WHAT TO DO
The answer must be every line of the records below that holds the word "GameOver".

Segment Start: RECORDS TO PROCESS

//! Live service session
//!
//! Resolves configuration and credentials, connects to the service, and
//! fetches the budget's catalog. Built once per run by the modes that need
//! the service.

use std::path::PathBuf;

use chrono::{Local, NaiveDate};
use tracing::debug;

use crate::api::{ClientContext, YnabClient};
use crate::config::{AppPaths, Credentials, Settings};
use crate::error::TemplateResult;
use crate::models::{BudgetId, Money};
use crate::services::catalog::CategoryCatalog;

/// Overrides supplied on the command line
#[derive(Debug, Clone, Default)]
pub struct ConnectOptions {
    /// Credentials file; defaults to `credentials.json` in the config dir
    pub credentials: Option<PathBuf>,
    /// Budget display name; defaults to the configured name
    pub budget: Option<String>,
}

/// A connected client, the selected budget, and its catalog
pub struct Session {
    pub client: YnabClient,
    pub budget: BudgetId,
    pub catalog: CategoryCatalog,
}

impl Session {
    pub fn connect(options: &ConnectOptions) -> TemplateResult<Self> {
        let paths = AppPaths::new()?;
        let settings = Settings::load(&paths)?;

        let credentials_path = options
            .credentials
            .clone()
            .unwrap_or_else(|| paths.credentials_file());
        let credentials = Credentials::load(&credentials_path)?;

        let client = YnabClient::new(ClientContext::new(settings.api_url.as_str(), &credentials))?;

        let budget_name = options.budget.as_deref().unwrap_or(&settings.budget_name);
        let budget = client.find_budget_id(budget_name)?;
        debug!(budget = %budget.short(), name = budget_name, "found budget");

        let catalog = CategoryCatalog::from_records(client.category_groups(budget)?)?;
        debug!(categories = catalog.len(), "loaded category catalog");

        Ok(Self {
            client,
            budget,
            catalog,
        })
    }

    /// The current calendar month, by local time
    pub fn current_month() -> NaiveDate {
        Local::now().date_naive()
    }

    /// This month's "to be budgeted" figure
    pub fn to_be_budgeted(&self, month: NaiveDate) -> TemplateResult<Money> {
        self.client.to_be_budgeted(self.budget, month)
    }
}
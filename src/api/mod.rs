//! YNAB service access
//!
//! A thin blocking client over the handful of endpoints the tool uses: the
//! budget list, category groups, month summaries, and per-category month
//! updates.

pub mod client;
pub mod types;

pub use client::{ClientContext, MonthUpdater, YnabClient, DEFAULT_API_URL};
//! Fixed timestep simulation tick
//!
//! One call advances a running session by exactly one step, in a fixed order:
//! physics, pipe scroll/recycle, scoring, collision.

use super::collision::check_collision;
use super::state::{GameEvent, GamePhase, Session, TickOutcome};

/// Advance the session by one fixed tick
pub fn tick(session: &mut Session) -> TickOutcome {
    session.events.clear();

    match session.phase {
        GamePhase::Uninitialized => return TickOutcome::Continue,
        GamePhase::GameOver => return TickOutcome::Stop,
        GamePhase::Running => {}
    }
    let Some(viewport) = session.viewport else {
        return TickOutcome::Continue;
    };

    session.time_ticks += 1;
    let params = session.params;

    // Physics
    session.bird.integrate(params.gravity);

    // Scroll pipes, recycling any that left the screen
    let events = &mut session.events;
    session
        .pool
        .scroll(params.pipe_speed, viewport, &mut session.rng, |pipe| {
            log::debug!("Recycled pipe {}", pipe);
            events.push(GameEvent::Recycled { pipe });
        });

    update_score(session);

    if let Some(cause) = check_collision(&session.bird, &session.pool, viewport) {
        session.phase = GamePhase::GameOver;
        session.events.push(GameEvent::Crashed { cause });
        log::info!(
            "Game over: {:?} after {} ticks, score {}",
            cause,
            session.time_ticks,
            session.score
        );
        return TickOutcome::Stop;
    }

    TickOutcome::Continue
}

/// Credit each pipe whose center line the bird has passed, once per pass
fn update_score(session: &mut Session) {
    let bird_x = session.bird.pos.x;
    let width = session.pool.width();
    for (pipe, slot) in session.pool.pipes_mut().iter_mut().enumerate() {
        if !slot.scored && bird_x > slot.center_x(width) {
            slot.scored = true;
            session.score += 1;
            session.events.push(GameEvent::Scored {
                pipe,
                score: session.score,
            });
            log::debug!("Scored pipe {} (score {})", pipe, session.score);
        }
    }
}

Segment End: RECORDS TO PROCESS

ANSWER TO THIS EXERCISE
        GamePhase::GameOver => return TickOutcome::Stop,
        session.phase = GamePhase::GameOver;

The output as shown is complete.